Papá parece herido. No esperaba que pudiera ver a través de él tan fácilmente.
—He sido cazador desde que era adolescente. Tu abuelo también era cazador. Cuando conocí a tu madre, sabía exactamente lo que era. Era mi trabajo matarla. Pero cuando vi sus ojos azul hielo, no pude hacerlo. No pude apretar el gatillo.
Papá se sienta en la cama y esconde la cabeza entre las manos. Me mira, y puedo ver la tristeza en sus ojos.
—Le apuntaba con un arma a la cabeza, pero ella no tenía miedo de mí. Me dijo que había estado esperando toda una vida para encontrarme. Dejé caer el arma en ese momento y la tomé en mis brazos. Me fugué con ella esa noche. Me prometió que podríamos ser felices.
—Empezó a perder la cabeza poco después de que nacieras. Comenzó a delirar sobre la elegida y cómo tú traerías una guerra entre los mundos. Supe que tenía que alejarte de ella.
—Volví al gremio de cazadores, y me recibieron con los brazos abiertos. Te observé cuidadosamente mientras crecías. No quería que te convirtieras en un monstruo como tu madre. Cuando nunca te transformaste, asumí que tu gen de hombre lobo había quedado latente. Pero luego encontraste a tu pareja destinada, y supe que lo que tu madre había predicho se estaba cumpliendo. Supe que tenía que salvarte.
Trato de procesar todo lo que mi padre me está diciendo.
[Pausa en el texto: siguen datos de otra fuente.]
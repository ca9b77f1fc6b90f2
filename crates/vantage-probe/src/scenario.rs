//! Scripted probe scenarios
//!
//! A scenario is a JSON file describing a camera, a box scene, a drag path and
//! a set of screen samples. [`SceneHost`] plays the role of the engine.

use std::path::Path;

use anyhow::{Context, Result};
use glam::{Mat4, Vec2, Vec3};
use serde::{Deserialize, Serialize};
use vantage_control::{Aabb, CameraHost, PanConfig, Ray};
use vantage_core::{CameraPose, ScreenPoint, Viewport};

/// Camera placement and lens
#[derive(Debug, Clone, Copy, PartialEq, Serialize, Deserialize)]
#[serde(default)]
pub struct CameraSpec {
    pub position: Vec3,
    pub look_at: Vec3,
    pub up: Vec3,
    pub fov_y_degrees: f32,
    pub near: f32,
    pub far: f32,
}

impl Default for CameraSpec {
    fn default() -> Self {
        Self {
            position: Vec3::ZERO,
            look_at: Vec3::NEG_Z,
            up: Vec3::Y,
            fov_y_degrees: 60.0,
            near: 0.3,
            far: 1000.0,
        }
    }
}

/// Straight-line drag from `from` to `to` over `steps` held frames
#[derive(Debug, Clone, Copy, PartialEq, Serialize, Deserialize)]
pub struct DragSpec {
    pub from: Vec2,
    pub to: Vec2,
    pub steps: u32,
}

impl DragSpec {
    /// Cursor positions for the held frames, ending on `to`
    pub fn path(&self) -> Vec<Vec2> {
        let steps = self.steps.max(1);
        (1..=steps)
            .map(|i| self.from.lerp(self.to, i as f32 / steps as f32))
            .collect()
    }
}

#[derive(Debug, Clone, PartialEq, Serialize, Deserialize)]
#[serde(default)]
pub struct Scenario {
    pub camera: CameraSpec,
    pub viewport: Viewport,
    pub scene: Vec<Aabb>,
    pub drag: DragSpec,
    /// Screen points (z = camera depth) for the round-trip check
    pub samples: Vec<ScreenPoint>,
    pub pan: PanConfig,
}

impl Default for Scenario {
    /// 60 degree camera at the origin over a 1080p viewport, one box ten units ahead.
    fn default() -> Self {
        Self {
            camera: CameraSpec::default(),
            viewport: Viewport::default(),
            scene: vec![Aabb::unit_cube(Vec3::new(0.0, 0.0, -10.5), Vec3::ONE)],
            drag: DragSpec {
                from: Vec2::new(960.0, 540.0),
                to: Vec2::new(1260.0, 640.0),
                steps: 30,
            },
            samples: vec![
                ScreenPoint::new(960.0, 540.0, 10.0),
                ScreenPoint::new(0.0, 0.0, 5.0),
                ScreenPoint::new(1920.0, 1080.0, 250.0),
                ScreenPoint::new(400.0, 900.0, 1.0),
            ],
            pan: PanConfig::default(),
        }
    }
}

impl Scenario {
    pub fn from_json_str(json: &str) -> Result<Self> {
        serde_json::from_str(json).context("invalid scenario")
    }

    pub fn load(path: &Path) -> Result<Self> {
        let text = std::fs::read_to_string(path)
            .with_context(|| format!("failed to read scenario {}", path.display()))?;
        Self::from_json_str(&text).with_context(|| format!("in {}", path.display()))
    }

    pub fn host(&self) -> SceneHost {
        SceneHost {
            pose: CameraPose::looking_at(self.camera.position, self.camera.look_at, self.camera.up),
            fov_y: self.camera.fov_y_degrees.to_radians(),
            near: self.camera.near,
            far: self.camera.far,
            viewport: self.viewport,
            scene: self.scene.clone(),
        }
    }
}

/// Engine stand-in: a posed GL perspective camera over a list of boxes.
#[derive(Debug, Clone)]
pub struct SceneHost {
    pub pose: CameraPose,
    fov_y: f32,
    near: f32,
    far: f32,
    viewport: Viewport,
    scene: Vec<Aabb>,
}

impl CameraHost for SceneHost {
    fn projection_matrix(&self) -> Mat4 {
        Mat4::perspective_rh_gl(self.fov_y, self.viewport.aspect(), self.near, self.far)
    }

    fn view_matrix(&self) -> Mat4 {
        self.pose.view_matrix()
    }

    fn viewport(&self) -> Viewport {
        self.viewport
    }

    fn clip_planes(&self) -> (f32, f32) {
        (self.near, self.far)
    }

    fn raycast(&self, ray: &Ray) -> Option<Vec3> {
        self.scene
            .iter()
            .filter_map(|aabb| ray.intersect_aabb(aabb))
            .min_by(|a, b| a.total_cmp(b))
            .map(|t| ray.at(t))
    }

    fn apply_camera_position(&mut self, position: Vec3) {
        self.pose = self.pose.with_position(position);
    }
}
//! Anchored camera panning
//!
//! A drag picks a world-space anchor under the cursor when it starts. Every
//! update after that moves the camera (translation only) so the anchor stays
//! under the cursor at the depth it was picked at.

use glam::{Mat3, Mat4, Vec2, Vec3};
use serde::{Deserialize, Serialize};
use tracing::{debug, trace, warn};
use vantage_core::{ScreenPoint, camera_depth, camera_world_position, screen_to_camera};

use crate::camera::{Camera, CameraHost};
use crate::config::{FallbackDepth, PanConfig, PanStrategy};
use crate::observer::{NoopObserver, PanObserver, PanSample};
use crate::picking::{Plane, Ray};

/// Where the anchor of a gesture came from
#[derive(Debug, Clone, Copy, PartialEq, Eq, Serialize, Deserialize)]
#[serde(rename_all = "snake_case")]
pub enum AnchorSource {
    /// Scene raycast hit
    Hit,
    /// Cursor deprojected at the fallback depth
    Fallback,
}

/// State captured when a drag starts, consumed by every update of that drag.
#[derive(Debug, Clone, Copy, PartialEq, Serialize, Deserialize)]
pub struct PanGesture {
    /// World point pinned under the cursor
    pub anchor_world: Vec3,
    /// Distance of the anchor in front of the camera at gesture start
    pub anchor_depth: f32,
    pub source: AnchorSource,
}

/// Camera placement produced by one pan update.
#[derive(Debug, Clone, Copy, PartialEq)]
pub struct PanStep {
    pub camera_position: Vec3,
    /// View matrix with the current rotation and the new translation
    pub view_matrix: Mat4,
}

impl PanStep {
    fn unchanged(camera: &Camera) -> Self {
        Self {
            camera_position: camera.position(),
            view_matrix: camera.view,
        }
    }
}

/// Pick the anchor for a new drag.
///
/// `raycast` gets the world ray through the cursor. On a miss the cursor is
/// deprojected at the fallback depth instead.
pub fn begin_pan<F>(cursor: Vec2, camera: &Camera, fallback: FallbackDepth, raycast: F) -> PanGesture
where
    F: FnOnce(&Ray) -> Option<Vec3>,
{
    let ray = camera.screen_to_ray(cursor);

    let gesture = match raycast(&ray) {
        Some(hit) => PanGesture {
            anchor_world: hit,
            anchor_depth: camera_depth(camera.view, hit),
            source: AnchorSource::Hit,
        },
        None => {
            let depth = fallback.resolve(camera.near, camera.far);
            PanGesture {
                anchor_world: camera.screen_to_world(cursor, depth),
                anchor_depth: depth,
                source: AnchorSource::Fallback,
            }
        }
    };

    debug!(
        anchor = %gesture.anchor_world,
        depth = gesture.anchor_depth,
        source = ?gesture.source,
        "pan anchor picked"
    );

    gesture
}

/// Solve the camera placement that keeps the anchor under `cursor`.
pub fn update_pan(
    gesture: &PanGesture,
    cursor: Vec2,
    camera: &Camera,
    strategy: PanStrategy,
) -> PanStep {
    let step = match strategy {
        PanStrategy::PlaneIntersection => solve_plane_intersection(gesture, cursor, camera),
        PanStrategy::ViewMatrixColumn => solve_view_matrix_column(gesture, cursor, camera),
    };
    trace!(cursor = %cursor, camera = %step.camera_position, ?strategy, "pan update");
    step
}

/// Anchor plane faces the camera; the camera moves by whatever the cursor ray
/// misses the anchor by within that plane.
fn solve_plane_intersection(gesture: &PanGesture, cursor: Vec2, camera: &Camera) -> PanStep {
    let plane = Plane::new(gesture.anchor_world, camera.forward());
    let ray = camera.screen_to_ray(cursor);

    let Some(hit) = plane.intersect_point(&ray) else {
        warn!(
            anchor = %gesture.anchor_world,
            cursor = %cursor,
            "cursor ray misses the anchor plane, camera left in place"
        );
        return PanStep::unchanged(camera);
    };

    let offset = gesture.anchor_world - hit;
    PanStep {
        camera_position: camera.position() + offset,
        view_matrix: camera.view * Mat4::from_translation(-offset),
    }
}

/// Solve `view' * anchor = cursor_camera` for the translation column of
/// `view'`, keeping the rotation/scale block of the current view.
fn solve_view_matrix_column(gesture: &PanGesture, cursor: Vec2, camera: &Camera) -> PanStep {
    let screen = ScreenPoint(cursor.extend(gesture.anchor_depth));
    let cursor_camera = screen_to_camera(screen, camera.projection, camera.viewport).to_vec3();

    let rotation = Mat3::from_mat4(camera.view);
    let translation = cursor_camera - rotation * gesture.anchor_world;

    let mut view_matrix = camera.view;
    view_matrix.w_axis = translation.extend(1.0);

    PanStep {
        camera_position: camera_world_position(view_matrix),
        view_matrix,
    }
}

/// Pointer state for one frame, as the host's input loop sees it.
#[derive(Debug, Clone, Copy, PartialEq)]
pub enum PointerInput {
    /// Button went down this frame
    Pressed(Vec2),
    /// Button still down
    Held(Vec2),
    /// Button went up this frame
    Released,
    /// No button activity
    Idle,
}

#[derive(Debug, Clone, Copy, Default)]
enum PanState {
    #[default]
    Idle,
    Dragging { gesture: PanGesture, frame: u32 },
}

/// Idle/Dragging state machine owning the active gesture.
///
/// Only one drag exists at a time; beginning again while dragging replaces
/// the gesture.
#[derive(Debug, Clone, Default)]
pub struct Panner {
    config: PanConfig,
    state: PanState,
}

impl Panner {
    pub fn new(config: PanConfig) -> Self {
        Self {
            config,
            state: PanState::Idle,
        }
    }

    pub fn config(&self) -> PanConfig {
        self.config
    }

    pub fn is_dragging(&self) -> bool {
        matches!(self.state, PanState::Dragging { .. })
    }

    /// The active gesture, if dragging
    pub fn gesture(&self) -> Option<&PanGesture> {
        match &self.state {
            PanState::Dragging { gesture, .. } => Some(gesture),
            PanState::Idle => None,
        }
    }

    /// Idle -> Dragging
    pub fn begin<F>(&mut self, cursor: Vec2, camera: &Camera, raycast: F) -> PanGesture
    where
        F: FnOnce(&Ray) -> Option<Vec3>,
    {
        if self.is_dragging() {
            debug!("pan restarted while dragging");
        }
        let gesture = begin_pan(cursor, camera, self.config.fallback_depth, raycast);
        self.state = PanState::Dragging { gesture, frame: 0 };
        gesture
    }

    /// Dragging -> Dragging. None while idle.
    pub fn update(&mut self, cursor: Vec2, camera: &Camera) -> Option<PanStep> {
        let PanState::Dragging { gesture, frame } = &mut self.state else {
            return None;
        };
        *frame += 1;
        Some(update_pan(gesture, cursor, camera, self.config.strategy))
    }

    /// Dragging -> Idle, handing back the discarded gesture
    pub fn end(&mut self) -> Option<PanGesture> {
        match std::mem::take(&mut self.state) {
            PanState::Dragging { gesture, frame } => {
                debug!(frames = frame, "pan ended");
                Some(gesture)
            }
            PanState::Idle => None,
        }
    }

    /// Run one frame against a host.
    pub fn drive<H>(&mut self, host: &mut H, input: PointerInput) -> Option<PanStep>
    where
        H: CameraHost + ?Sized,
    {
        self.drive_observed(host, input, &mut NoopObserver)
    }

    /// [`drive`](Self::drive), reporting to `observer`.
    ///
    /// The press frame both starts the gesture and applies the first update.
    pub fn drive_observed<H, O>(
        &mut self,
        host: &mut H,
        input: PointerInput,
        observer: &mut O,
    ) -> Option<PanStep>
    where
        H: CameraHost + ?Sized,
        O: PanObserver + ?Sized,
    {
        match input {
            PointerInput::Pressed(cursor) => {
                let camera = Camera::from_host(&*host);
                let gesture = self.begin(cursor, &camera, |ray| host.raycast(ray));
                observer.on_begin(&gesture);
                self.step(host, cursor, observer)
            }
            PointerInput::Held(cursor) => self.step(host, cursor, observer),
            PointerInput::Released => {
                if self.end().is_some() {
                    observer.on_end();
                }
                None
            }
            PointerInput::Idle => None,
        }
    }

    fn step<H, O>(&mut self, host: &mut H, cursor: Vec2, observer: &mut O) -> Option<PanStep>
    where
        H: CameraHost + ?Sized,
        O: PanObserver + ?Sized,
    {
        let camera = Camera::from_host(&*host);
        let step = self.update(cursor, &camera)?;
        host.apply_camera_position(step.camera_position);

        if let PanState::Dragging { gesture, frame } = &self.state {
            let anchor_screen = camera
                .with_view(step.view_matrix)
                .world_to_screen(gesture.anchor_world);
            observer.on_step(&PanSample {
                frame: *frame,
                cursor,
                camera_position: step.camera_position,
                anchor_screen,
            });
        }

        Some(step)
    }
}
Cierro los ojos con fuerza. Si mi madre dijo que yo traería una guerra entre los mundos, debe ser cierto. No puedo permitir que eso suceda.
«Por favor, no hagas esto», me suplica Celeste en mi mente.
Lentamente, abro los ojos y miro a mi padre. Extiendo mi brazo frente a mí.
—Acabemos con esto de una vez —gimo.